What the task requires:
Search the records for the word "FromRequest" and copy each line in which it appears.
___ Records provided
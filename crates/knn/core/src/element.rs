//! Numeric element trait for query and candidate buffers.

/// A floating-point element type the kernels operate on.
///
/// Implemented for `f32` and `f64` only; element type dispatch happens at
/// compile time through this trait.
pub trait Element:
    num_traits::Float + std::fmt::Debug + std::fmt::Display + Default + Send + Sync + 'static
{
    /// Short type name, e.g. `"f32"`.
    const NAME: &'static str;

    /// IEEE 754 total order, used wherever candidates are ranked.
    fn total_order(&self, other: &Self) -> std::cmp::Ordering;
}

impl Element for f32 {
    const NAME: &'static str = "f32";

    #[inline]
    fn total_order(&self, other: &Self) -> std::cmp::Ordering {
        self.total_cmp(other)
    }
}

impl Element for f64 {
    const NAME: &'static str = "f64";

    #[inline]
    fn total_order(&self, other: &Self) -> std::cmp::Ordering {
        self.total_cmp(other)
    }
}
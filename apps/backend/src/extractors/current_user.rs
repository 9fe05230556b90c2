use std::future::Future;
use std::pin::Pin;

use actix_web::dev::Payload;
use actix_web::{FromRequest, HttpRequest};
use serde::Serialize;

use super::jwt::JwtClaims;
use crate::auth::claims::IdentityClaims;
use crate::error::AppError;

/// The authenticated caller, as described by the identity provider's token.
#[derive(Debug, Clone, Serialize, PartialEq, Eq)]
pub struct CurrentUser {
    pub sub: String,
    pub display_name: String,
}

impl From<IdentityClaims> for CurrentUser {
    fn from(claims: IdentityClaims) -> Self {
        let display_name = claims.display_name().to_string();
        Self {
            sub: claims.sub,
            display_name,
        }
    }
}

impl FromRequest for CurrentUser {
    type Error = AppError;
    type Future = Pin<Box<dyn Future<Output = Result<Self, Self::Error>>>>;

    fn from_request(req: &HttpRequest, payload: &mut Payload) -> Self::Future {
        let claims = JwtClaims::<IdentityClaims>::from_request(req, payload);
        Box::pin(async move { Ok(CurrentUser::from(claims.await?.claims)) })
    }
}
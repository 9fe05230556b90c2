pub use sea_orm_migration::prelude::*;
use sea_orm_migration::sea_orm::{ConnectionTrait, DatabaseBackend, DatabaseConnection, Statement};

mod m20250901_000001_score_cards; // keep filename + module name in sync

pub struct Migrator;

#[async_trait::async_trait]
impl MigratorTrait for Migrator {
    fn migrations() -> Vec<Box<dyn MigrationTrait>> {
        vec![Box::new(m20250901_000001_score_cards::Migration)]
    }
}

#[derive(Debug, Clone, Copy, PartialEq, Eq)]
pub enum MigrationCommand {
    Up,
    Down,
    Fresh,
    Reset,
    Refresh,
    Status,
}

impl std::str::FromStr for MigrationCommand {
    type Err = String;

    fn from_str(s: &str) -> Result<Self, Self::Err> {
        match s {
            "up" => Ok(Self::Up),
            "down" => Ok(Self::Down),
            "fresh" => Ok(Self::Fresh),
            "reset" => Ok(Self::Reset),
            "refresh" => Ok(Self::Refresh),
            "status" => Ok(Self::Status),
            other => Err(format!(
                "Unknown command: {other}. Use: up | down | fresh | reset | refresh | status"
            )),
        }
    }
}

/// Run a migration command against an already-open connection.
/// Used by the CLI, the backend bootstrap and tests.
pub async fn migrate(db: &DatabaseConnection, command: MigrationCommand) -> Result<(), DbErr> {
    let db_info_before = get_db_diagnostics(db).await?;

    tracing::info!("▶ cmd={command:?}  profile={}", db_info_before.profile);
    tracing::info!("▶ connected to DB: {}", db_info_before.name);
    tracing::info!(
        "▶ BEFORE: runner has {} migration(s) defined, {} applied",
        db_info_before.defined_migrations_count,
        db_info_before.mig_count
    );

    let result = match command {
        MigrationCommand::Up => Migrator::up(db, None).await,
        MigrationCommand::Down => Migrator::down(db, None).await,
        MigrationCommand::Fresh => Migrator::fresh(db).await,
        MigrationCommand::Reset => Migrator::reset(db).await,
        MigrationCommand::Refresh => Migrator::refresh(db).await,
        MigrationCommand::Status => Migrator::status(db).await,
    };

    match result {
        Ok(()) => {
            // Status doesn't change state
            if !matches!(command, MigrationCommand::Status) {
                let db_info_after = get_db_diagnostics(db).await?;
                tracing::info!(
                    "▶ AFTER: runner has {} migration(s) defined, {} applied",
                    db_info_after.defined_migrations_count,
                    db_info_after.mig_count
                );
            }
            tracing::info!("✅ {command:?} OK for {}", db_info_before.profile);
            Ok(())
        }
        Err(e) => {
            tracing::error!("❌ {command:?} failed for {}: {e}", db_info_before.profile);
            Err(e)
        }
    }
}

#[derive(Debug)]
struct DbDiagnostics {
    profile: String,
    name: String,
    mig_count: usize,
    defined_migrations_count: usize,
}

async fn get_db_diagnostics(db: &DatabaseConnection) -> Result<DbDiagnostics, DbErr> {
    let backend = db.get_database_backend();
    let profile = format!("{backend:?}");

    let name = match backend {
        DatabaseBackend::Postgres => {
            let stmt = Statement::from_string(backend, "select current_database() as name");
            match db.query_one(stmt).await? {
                Some(row) => row.try_get("", "name")?,
                None => "<unknown>".to_string(),
            }
        }
        DatabaseBackend::Sqlite => {
            let stmt = Statement::from_string(
                backend,
                "SELECT file FROM pragma_database_list WHERE name = 'main'",
            );
            match db.query_one(stmt).await? {
                Some(row) => match row.try_get::<String>("", "file") {
                    Ok(file) if file.is_empty() => ":memory:".to_string(),
                    Ok(file) => file,
                    Err(_) => "<unknown>".to_string(),
                },
                None => "<unknown>".to_string(),
            }
        }
        _ => "<unsupported>".to_string(),
    };

    let applied_migrations_count = count_applied_migrations(db).await.unwrap_or(0);
    let defined_migrations_count = Migrator::migrations().len();

    Ok(DbDiagnostics {
        profile,
        name,
        mig_count: applied_migrations_count,
        defined_migrations_count,
    })
}

/// Count the number of migrations that have been applied to the database.
/// Returns 0 if the migration table doesn't exist yet.
pub async fn count_applied_migrations(db: &DatabaseConnection) -> Result<usize, DbErr> {
    match Migrator::get_applied_migrations(db).await {
        Ok(migrations) => Ok(migrations.len()),
        Err(DbErr::Exec(_)) | Err(DbErr::Query(_)) => Ok(0),
        Err(e) => Err(e),
    }
}

/// Get the version string of the latest applied migration.
/// Returns None if no migrations have been applied or the migration table doesn't exist.
pub async fn get_latest_migration_version(
    db: &DatabaseConnection,
) -> Result<Option<String>, DbErr> {
    match Migrator::get_applied_migrations(db).await {
        Ok(migrations) => Ok(migrations.last().map(|m| m.name().to_string())),
        Err(DbErr::Exec(_)) | Err(DbErr::Query(_)) => Ok(None),
        Err(e) => Err(e),
    }
}
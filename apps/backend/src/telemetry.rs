use tracing_subscriber::{fmt, prelude::*, EnvFilter};

const DEFAULT_FILTER: &str = "info,actix_web=info,sqlx=warn,sea_orm=warn,sea_orm_migration=warn";

/// Install the global subscriber. JSON lines unless `LOG_FORMAT=pretty`.
pub fn init_tracing() {
    let env_filter =
        EnvFilter::try_from_default_env().unwrap_or_else(|_| EnvFilter::new(DEFAULT_FILTER));

    let pretty = std::env::var("LOG_FORMAT")
        .map(|v| v.eq_ignore_ascii_case("pretty"))
        .unwrap_or(false);

    let base = fmt::layer()
        .with_target(false)
        .with_file(false)
        .with_line_number(false)
        .with_thread_ids(false)
        .with_thread_names(false);

    if pretty {
        tracing_subscriber::registry()
            .with(env_filter)
            .with(base.pretty())
            .init();
    } else {
        tracing_subscriber::registry()
            .with(env_filter)
            .with(base.with_ansi(false).json())
            .init();
    }
}
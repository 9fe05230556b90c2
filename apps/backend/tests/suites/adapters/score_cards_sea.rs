use backend::adapters::score_cards_sea::{self, ScoreCardRepoSea, ScoreCardUpsert};
use backend::config::db::{DbKind, RuntimeEnv};
use backend::domain::{Hole, ScoreCard};
use backend::entities::score_cards;
use backend::errors::domain::{ConflictKind, DomainError};
use backend::infra::db::bootstrap_db;
use backend::repos::ScoreCardRepo;
use sea_orm::{DatabaseConnection, EntityTrait};

async fn db() -> DatabaseConnection {
    bootstrap_db(DbKind::SqliteMemory, RuntimeEnv::Test)
        .await
        .expect("sqlite memory bootstrap")
}

fn card(name: &str, scores: &[(i64, i32)]) -> ScoreCard {
    let mut card = ScoreCard::new(name);
    for &(hole, score) in scores {
        card.set_hole(Hole::new(hole).expect("valid hole"), score);
    }
    card
}

#[tokio::test]
async fn upsert_inserts_then_replaces() -> Result<(), DomainError> {
    let conn = db().await;

    score_cards_sea::upsert(&conn, ScoreCardUpsert::from(&card("Alice", &[(1, 3)]))).await?;
    score_cards_sea::upsert(&conn, ScoreCardUpsert::from(&card("Alice", &[(1, 1), (9, 4)])))
        .await?;

    let rows = score_cards::Entity::find().all(&conn).await?;
    assert_eq!(rows.len(), 1);
    let row = &rows[0];
    assert_eq!(row.name, "Alice");
    assert_eq!(row.hole_one, 1);
    assert_eq!(row.hole_nine, 4);
    assert_eq!(row.score, 5);
    Ok(())
}

#[tokio::test]
async fn stored_score_column_is_the_total() -> Result<(), DomainError> {
    let conn = db().await;
    let repo = ScoreCardRepoSea::new(conn.clone());

    let saved = card("Bob", &[(2, -3), (3, 7), (8, 1)]);
    repo.save(&saved).await?;

    let row = score_cards_sea::find_by_name(&conn, "Bob")
        .await?
        .expect("row exists");
    assert_eq!(row.score, saved.total());
    assert_eq!(row.holes(), *saved.holes());

    let loaded = repo.find_by_name("Bob").await?.expect("card exists");
    assert_eq!(loaded, saved);
    Ok(())
}

#[tokio::test]
async fn holes_win_over_a_stale_total() -> Result<(), DomainError> {
    let conn = db().await;

    let mut stale = ScoreCardUpsert::from(&card("Cleo", &[(4, 2), (5, 2)]));
    stale.total = 99;
    score_cards_sea::upsert(&conn, stale).await?;

    let repo = ScoreCardRepoSea::new(conn);
    let loaded = repo.find_by_name("Cleo").await?.expect("card exists");
    assert_eq!(loaded.total(), 4);
    Ok(())
}

#[tokio::test]
async fn insert_refuses_a_taken_name() -> Result<(), DomainError> {
    let repo = ScoreCardRepoSea::new(db().await);

    let played = card("Dana", &[(6, 3)]);
    repo.insert(&played).await?;

    let err = repo.insert(&card("Dana", &[])).await.unwrap_err();
    assert!(
        matches!(err, DomainError::Conflict(ConflictKind::PlayerExists, _)),
        "{err:?}"
    );

    let stored = repo.find_by_name("Dana").await?.expect("card exists");
    assert_eq!(stored, played);
    Ok(())
}

#[tokio::test]
async fn list_orders_by_name() -> Result<(), DomainError> {
    let repo = ScoreCardRepoSea::new(db().await);
    for name in ["Mia", "Al", "Zoe", "Bo"] {
        repo.save(&card(name, &[])).await?;
    }

    let names: Vec<String> = repo
        .list_all()
        .await?
        .into_iter()
        .map(|c| c.name().to_string())
        .collect();
    assert_eq!(names, ["Al", "Bo", "Mia", "Zoe"]);
    Ok(())
}

#[tokio::test]
async fn deletes_report_rows_removed() -> Result<(), DomainError> {
    let repo = ScoreCardRepoSea::new(db().await);
    repo.save(&card("Al", &[(1, 1)])).await?;
    repo.save(&card("Bo", &[(1, 1)])).await?;
    repo.save(&card("Cy", &[(1, 1)])).await?;

    assert!(!repo.delete_by_name("Nobody").await?);
    assert!(repo.delete_by_name("Bo").await?);
    assert!(repo.find_by_name("Bo").await?.is_none());

    assert_eq!(repo.delete_all().await?, 2);
    assert!(repo.list_all().await?.is_empty());
    assert_eq!(repo.delete_all().await?, 0);
    Ok(())
}

#[tokio::test]
async fn missing_table_maps_to_infra_error() {
    // Connected but never migrated
    let conn = backend::infra::db::connect_db(
        DbKind::SqliteMemory,
        RuntimeEnv::Test,
        backend::config::db::DbOwner::App,
    )
    .await
    .expect("connect");

    let err = ScoreCardRepoSea::new(conn)
        .find_by_name("Alice")
        .await
        .unwrap_err();
    assert!(matches!(err, DomainError::Infra(_, _)), "{err:?}");
}
use actix_web::dev::{forward_ready, Service, ServiceRequest, ServiceResponse, Transform};
use actix_web::http::header::{HeaderName, HeaderValue};
use actix_web::HttpMessage;
use futures_util::future::{ready, LocalBoxFuture, Ready};
use uuid::Uuid;

use crate::web::trace_ctx;

pub const REQUEST_ID_HEADER: &str = "x-request-id";

/// Per-request trace id stored in request extensions.
#[derive(Debug, Clone, PartialEq, Eq)]
pub struct TraceId(pub String);

impl TraceId {
    pub fn as_str(&self) -> &str {
        &self.0
    }
}

/// Assigns every request a UUID trace id, exposes it to handlers through
/// extensions and the task-local trace context, and echoes it back in
/// `x-request-id`.
pub struct RequestTrace;

impl<S, B> Transform<S, ServiceRequest> for RequestTrace
where
    S: Service<ServiceRequest, Response = ServiceResponse<B>, Error = actix_web::Error>,
    S::Future: 'static,
    B: 'static,
{
    type Response = ServiceResponse<B>;
    type Error = actix_web::Error;
    type InitError = ();
    type Transform = RequestTraceMiddleware<S>;
    type Future = Ready<Result<Self::Transform, Self::InitError>>;

    fn new_transform(&self, service: S) -> Self::Future {
        ready(Ok(RequestTraceMiddleware { service }))
    }
}

pub struct RequestTraceMiddleware<S> {
    service: S,
}

impl<S, B> Service<ServiceRequest> for RequestTraceMiddleware<S>
where
    S: Service<ServiceRequest, Response = ServiceResponse<B>, Error = actix_web::Error>,
    S::Future: 'static,
    B: 'static,
{
    type Response = ServiceResponse<B>;
    type Error = actix_web::Error;
    type Future = LocalBoxFuture<'static, Result<Self::Response, Self::Error>>;

    forward_ready!(service);

    fn call(&self, req: ServiceRequest) -> Self::Future {
        let trace_id = Uuid::new_v4().to_string();
        req.extensions_mut().insert(TraceId(trace_id.clone()));

        let fut = self.service.call(req);

        Box::pin(async move {
            let mut res = trace_ctx::with_trace_id(trace_id.clone(), fut).await?;

            if let Ok(value) = HeaderValue::from_str(&trace_id) {
                res.headers_mut()
                    .insert(HeaderName::from_static(REQUEST_ID_HEADER), value);
            }

            Ok(res)
        })
    }
}
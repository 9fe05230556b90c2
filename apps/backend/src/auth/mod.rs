pub mod claims;
pub mod jwt;

pub use claims::IdentityClaims;
pub use jwt::{decode_claims, mint_access_token, verify_access_token};
use std::ops::Deref;

use actix_web::dev::Payload;
use actix_web::{web, FromRequest, HttpRequest};
use futures_util::future::{ready, Ready};
use serde::de::DeserializeOwned;
use tracing::debug;

use crate::error::AppError;
use crate::errors::ErrorCode;

/// Query-string extractor whose failures render as problem details.
///
/// Missing parameters and values of the wrong type become a 400
/// `BAD_REQUEST` instead of actix's plain-text rejection.
#[derive(Debug)]
pub struct ValidatedQuery<T>(pub T);

impl<T> ValidatedQuery<T> {
    pub fn into_inner(self) -> T {
        self.0
    }
}

impl<T> Deref for ValidatedQuery<T> {
    type Target = T;

    fn deref(&self) -> &T {
        &self.0
    }
}

impl<T> FromRequest for ValidatedQuery<T>
where
    T: DeserializeOwned + 'static,
{
    type Error = AppError;
    type Future = Ready<Result<Self, Self::Error>>;

    fn from_request(req: &HttpRequest, _: &mut Payload) -> Self::Future {
        let result = web::Query::<T>::from_query(req.query_string())
            .map(|q| ValidatedQuery(q.into_inner()))
            .map_err(|e| {
                debug!(path = %req.path(), error = %e, "Rejected query string");
                AppError::bad_request(
                    ErrorCode::BadRequest,
                    format!("Invalid query parameters: {e}"),
                )
            });
        ready(result)
    }
}
pub mod error_shape;
pub mod healthcheck;
pub mod user_handler;
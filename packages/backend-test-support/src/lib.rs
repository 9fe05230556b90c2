//! Shared helpers for the backend's unit and integration tests.
//!
//! Kept free of backend types so both `#[cfg(test)]` modules and the
//! `tests/` binaries can depend on it without a cycle.

pub mod logging;
pub mod problem_details;
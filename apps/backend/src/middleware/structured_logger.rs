//! One `request_completed` event per request, levelled by status class.
//!
//! Carries the matched route pattern rather than the raw path, and the
//! `name` query parameter as `player` when the request names one.

use std::future::{ready, Ready};
use std::time::Instant;

use actix_web::dev::{forward_ready, Service, ServiceRequest, ServiceResponse, Transform};
use actix_web::http::StatusCode;
use actix_web::{web, Error as ActixError, HttpMessage};
use futures_util::future::LocalBoxFuture;
use serde::Deserialize;
use tracing::{error, info, warn};

use super::request_trace::TraceId;
use crate::web::trace_ctx::UNKNOWN_TRACE_ID;

#[derive(Deserialize)]
struct PlayerParam {
    name: String,
}

/// What the completion event needs, captured before the request is handed on.
#[derive(Debug)]
struct RequestSummary {
    method: String,
    route: String,
    player: Option<String>,
    trace_id: String,
}

impl RequestSummary {
    fn from_request(req: &ServiceRequest) -> Self {
        let route = req
            .request()
            .match_pattern()
            .unwrap_or_else(|| req.path().to_string());
        let player = web::Query::<PlayerParam>::from_query(req.query_string())
            .ok()
            .map(|q| q.into_inner().name);
        let trace_id = req
            .extensions()
            .get::<TraceId>()
            .map(|t| t.0.clone())
            .unwrap_or_else(|| UNKNOWN_TRACE_ID.to_string());

        Self {
            method: req.method().to_string(),
            route,
            player,
            trace_id,
        }
    }

    fn emit(&self, status: StatusCode, duration_us: u64) {
        let status_code = status.as_u16();
        let player = self.player.as_deref();

        if status.is_server_error() {
            error!(
                http.method = %self.method,
                http.route = %self.route,
                player,
                http.status_code = status_code,
                duration_us,
                trace_id = %self.trace_id,
                "request_completed"
            );
        } else if status.is_client_error() {
            warn!(
                http.method = %self.method,
                http.route = %self.route,
                player,
                http.status_code = status_code,
                duration_us,
                trace_id = %self.trace_id,
                "request_completed"
            );
        } else {
            info!(
                http.method = %self.method,
                http.route = %self.route,
                player,
                http.status_code = status_code,
                duration_us,
                trace_id = %self.trace_id,
                "request_completed"
            );
        }
    }
}

pub struct StructuredLogger;

impl<S, B> Transform<S, ServiceRequest> for StructuredLogger
where
    S: Service<ServiceRequest, Response = ServiceResponse<B>, Error = ActixError>,
    S::Future: 'static,
    B: 'static,
{
    type Response = ServiceResponse<B>;
    type Error = ActixError;
    type InitError = ();
    type Transform = StructuredLoggerMiddleware<S>;
    type Future = Ready<Result<Self::Transform, Self::InitError>>;

    fn new_transform(&self, service: S) -> Self::Future {
        ready(Ok(StructuredLoggerMiddleware { service }))
    }
}

pub struct StructuredLoggerMiddleware<S> {
    service: S,
}

impl<S, B> Service<ServiceRequest> for StructuredLoggerMiddleware<S>
where
    S: Service<ServiceRequest, Response = ServiceResponse<B>, Error = ActixError>,
    S::Future: 'static,
    B: 'static,
{
    type Response = ServiceResponse<B>;
    type Error = ActixError;
    type Future = LocalBoxFuture<'static, Result<Self::Response, Self::Error>>;

    forward_ready!(service);

    fn call(&self, req: ServiceRequest) -> Self::Future {
        let start = Instant::now();
        let summary = RequestSummary::from_request(&req);
        let fut = self.service.call(req);

        Box::pin(async move {
            let result = fut.await;

            let status = match &result {
                Ok(res) => res.status(),
                Err(err) => err.as_response_error().status_code(),
            };
            summary.emit(status, start.elapsed().as_micros() as u64);

            result
        })
    }
}
pub mod score_cards;
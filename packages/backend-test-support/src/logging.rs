//! Test logging initialisation.

use once_cell::sync::OnceCell;
use tracing_subscriber::{fmt, EnvFilter};

static INITIALIZED: OnceCell<()> = OnceCell::new();

/// Filter used when neither `TEST_LOG` nor `RUST_LOG` is set.
pub const DEFAULT_TEST_FILTER: &str = "warn,sqlx=error,sea_orm=error";

/// Install a test-writer subscriber once per process.
///
/// Level precedence: `TEST_LOG`, then `RUST_LOG`, then [`DEFAULT_TEST_FILTER`].
/// Safe to call from every test; later calls are no-ops and an already
/// installed global subscriber is left alone.
pub fn init() {
    INITIALIZED.get_or_init(|| {
        let filter = std::env::var("TEST_LOG")
            .or_else(|_| std::env::var("RUST_LOG"))
            .map(EnvFilter::new)
            .unwrap_or_else(|_| EnvFilter::new(DEFAULT_TEST_FILTER));

        fmt()
            .with_env_filter(filter)
            .with_test_writer()
            .without_time()
            .with_target(false)
            .try_init()
            .ok();
    });
}
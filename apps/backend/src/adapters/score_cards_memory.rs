//! Process-local score card store.

use std::collections::btree_map::Entry;
use std::collections::BTreeMap;

use async_trait::async_trait;
use parking_lot::RwLock;

use crate::domain::{ScoreCard, HOLE_COUNT};
use crate::errors::domain::{ConflictKind, DomainError};
use crate::repos::score_cards::ScoreCardRepo;

/// Score cards held in a name-ordered map. Nothing survives a restart.
#[derive(Debug, Default)]
pub struct InMemoryScoreCardRepo {
    cards: RwLock<BTreeMap<String, [i32; HOLE_COUNT]>>,
}

impl InMemoryScoreCardRepo {
    pub fn new() -> Self {
        Self::default()
    }
}

#[async_trait]
impl ScoreCardRepo for InMemoryScoreCardRepo {
    async fn find_by_name(&self, name: &str) -> Result<Option<ScoreCard>, DomainError> {
        Ok(self
            .cards
            .read()
            .get(name)
            .map(|holes| ScoreCard::from_holes(name, *holes)))
    }

    async fn save(&self, card: &ScoreCard) -> Result<(), DomainError> {
        self.cards
            .write()
            .insert(card.name().to_string(), *card.holes());
        Ok(())
    }

    async fn insert(&self, card: &ScoreCard) -> Result<(), DomainError> {
        match self.cards.write().entry(card.name().to_string()) {
            Entry::Vacant(slot) => {
                slot.insert(*card.holes());
                Ok(())
            }
            Entry::Occupied(_) => Err(DomainError::conflict(
                ConflictKind::PlayerExists,
                "Player already exists",
            )),
        }
    }

    async fn delete_by_name(&self, name: &str) -> Result<bool, DomainError> {
        Ok(self.cards.write().remove(name).is_some())
    }

    async fn delete_all(&self) -> Result<u64, DomainError> {
        let mut cards = self.cards.write();
        let removed = cards.len() as u64;
        cards.clear();
        Ok(removed)
    }

    async fn list_all(&self) -> Result<Vec<ScoreCard>, DomainError> {
        Ok(self
            .cards
            .read()
            .iter()
            .map(|(name, holes)| ScoreCard::from_holes(name.as_str(), *holes))
            .collect())
    }
}
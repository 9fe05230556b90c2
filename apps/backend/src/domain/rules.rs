//! Input rules for score submissions.
//!
//! Strict mode rejects anything out of range. Permissive mode reproduces
//! the early scoreboard: any non-blank name, and out-of-range holes or
//! scores are dropped without touching the store.

use lazy_regex::regex_is_match;

use super::score_card::Hole;
use crate::errors::domain::{DomainError, ValidationKind};

pub const DEFAULT_MIN_SCORE: i32 = -10;
pub const DEFAULT_MAX_SCORE: i32 = 10;
/// Width of the `score_cards.name` column
pub const MAX_NAME_CHARS: usize = 64;

#[derive(Debug, Clone, Copy, PartialEq, Eq, Default)]
pub enum ValidationMode {
    #[default]
    Strict,
    Permissive,
}

#[derive(Debug, Clone, Copy, PartialEq, Eq)]
pub struct ScoreRules {
    pub min_score: i32,
    pub max_score: i32,
    pub mode: ValidationMode,
}

impl Default for ScoreRules {
    fn default() -> Self {
        Self {
            min_score: DEFAULT_MIN_SCORE,
            max_score: DEFAULT_MAX_SCORE,
            mode: ValidationMode::Strict,
        }
    }
}

/// A submission that passed the rules and should be applied.
#[derive(Debug, Clone, PartialEq, Eq)]
pub struct Submission {
    pub name: String,
    pub hole: Hole,
    pub score: i32,
}

impl ScoreRules {
    pub fn permissive() -> Self {
        Self {
            mode: ValidationMode::Permissive,
            ..Self::default()
        }
    }

    /// Validate a player name, returning the form to store it under.
    pub fn check_name(&self, name: &str) -> Result<String, DomainError> {
        match self.mode {
            ValidationMode::Strict => {
                if regex_is_match!(r"^[a-zA-Z]{2,20}$", name) {
                    Ok(name.to_string())
                } else {
                    Err(DomainError::validation(
                        ValidationKind::PlayerName,
                        "Name must be 2 to 20 letters (a-z, A-Z)",
                    ))
                }
            }
            ValidationMode::Permissive => {
                let trimmed = name.trim();
                if trimmed.is_empty() {
                    Err(DomainError::validation(
                        ValidationKind::PlayerName,
                        "Name must not be blank",
                    ))
                } else if trimmed.chars().count() > MAX_NAME_CHARS {
                    Err(DomainError::validation(
                        ValidationKind::PlayerName,
                        format!("Name must be at most {MAX_NAME_CHARS} characters"),
                    ))
                } else {
                    Ok(trimmed.to_string())
                }
            }
        }
    }

    /// Decide what to do with a raw submission.
    ///
    /// `Ok(Some(_))` applies it, `Ok(None)` drops it (permissive mode only),
    /// `Err(_)` rejects it.
    pub fn check_submission(
        &self,
        name: &str,
        hole: i64,
        score: i64,
    ) -> Result<Option<Submission>, DomainError> {
        let name = self.check_name(name)?;

        let hole = match (Hole::new(hole), self.mode) {
            (Ok(hole), _) => hole,
            (Err(_), ValidationMode::Permissive) => return Ok(None),
            (Err(e), ValidationMode::Strict) => return Err(e),
        };

        let in_bounds = (i64::from(self.min_score)..=i64::from(self.max_score)).contains(&score);
        if !in_bounds {
            return match self.mode {
                ValidationMode::Permissive => Ok(None),
                ValidationMode::Strict => Err(DomainError::validation(
                    ValidationKind::Score,
                    format!(
                        "Score must be between {} and {}, got {score}",
                        self.min_score, self.max_score
                    ),
                )),
            };
        }

        Ok(Some(Submission {
            name,
            hole,
            // in_bounds guarantees this fits
            score: score as i32,
        }))
    }
}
______
The completed task:
use actix_web::{FromRequest, HttpRequest};
impl FromRequest for CurrentUser {
use actix_web::{web, FromRequest, HttpRequest};
impl<T> FromRequest for ValidatedQuery<T>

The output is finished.